Joke Durnez, Beatrijs Moerkerke, Andreas Bartsch, Thomas E. Nichols

Abstract

Functional magnetic reasonance imaging (fMRI) plays an important role in pre-surgical planning for patients with resectable brain lesions such as tumors. With appropriately designed tasks, the results of fMRI studies can guide resection, thereby preserving vital brain tissue. The mass univariate approach to fMRI data analysis consists of performing a statistical test in each voxel, which is used to classify voxels as either active or inactive-that is, related, or not, to the task of interest. In cognitive neuroscience, the focus is on controlling the rate of false positives while accounting for the severe multiple testing problem of searching the brain for activations. However, stringent control of false positives is accompanied by a risk of false negatives, which can be detrimental, particularly in clinical settings where false negatives may lead to surgical resection of vital brain tissue.
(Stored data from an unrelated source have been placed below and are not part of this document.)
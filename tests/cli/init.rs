use anyhow::{Context, Result};
use serde_json::Value;

use crate::CliTest;

/// Validates config file structure and default values.
fn assert_config_content(content: &str) -> Result<()> {
    let parsed: Value = serde_json::from_str(content).context("Config should be valid JSON")?;

    assert_eq!(parsed["entry"], "./src/index.js");
    assert_eq!(parsed["define"]["key"], "__CLDR_DATA__");
    assert_eq!(parsed["globalize"]["defaultLocale"], "en");
    assert!(
        parsed["globalize"]["messages"].get("guestInfo").is_some(),
        "Config should carry the guestInfo message"
    );
    assert!(
        content.contains("  "),
        "Config should use 2-space indentation"
    );

    Ok(())
}

#[test]
fn test_init_creates_config() -> Result<()> {
    let test = CliTest::new()?;

    let output = test.command().arg("init").output()?;
    assert!(output.status.success());
    assert_eq!(
        String::from_utf8_lossy(&output.stdout),
        "✓ Created .intlpackrc.json\n"
    );

    assert!(test.root().join(".intlpackrc.json").exists());
    let content = test.read_file(".intlpackrc.json")?;
    assert_config_content(&content)?;

    Ok(())
}

#[test]
fn test_init_fails_if_exists() -> Result<()> {
    let test = CliTest::new()?;
    test.write_file(".intlpackrc.json", "{}")?;

    let output = test.command().arg("init").output()?;
    assert_eq!(output.status.code(), Some(1));
    assert_eq!(
        String::from_utf8_lossy(&output.stderr),
        "Error: .intlpackrc.json already exists\n"
    );
    assert_eq!(test.read_file(".intlpackrc.json")?, "{}");

    Ok(())
}

#[test]
fn test_init_config_is_immediately_usable() -> Result<()> {
    let test = CliTest::with_globalize_project()?;

    test.command().arg("init").output()?;

    let output = test.build_command().arg("--globalize").output()?;
    assert!(
        output.status.success(),
        "Build should work with initialized config. stderr: {}",
        String::from_utf8_lossy(&output.stderr)
    );

    Ok(())
}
Consequently, for clinical applications, we argue for a testing procedure with a stronger focus on preventing false negatives. We present a thresholding procedure that incorporates information on false positives and false negatives. We combine two measures of significance for each voxel: a classical p-value, which reflects evidence against the null hypothesis of no activation, and an alternative p-value, which reflects evidence against activation of a prespecified size. This results in a layered statistical map for the brain. One layer marks voxels exhibiting strong evidence against the traditional null hypothesis, while a second layer marks voxels where activation cannot be confidently excluded. The third layer marks voxels where the presence of activation can be rejected.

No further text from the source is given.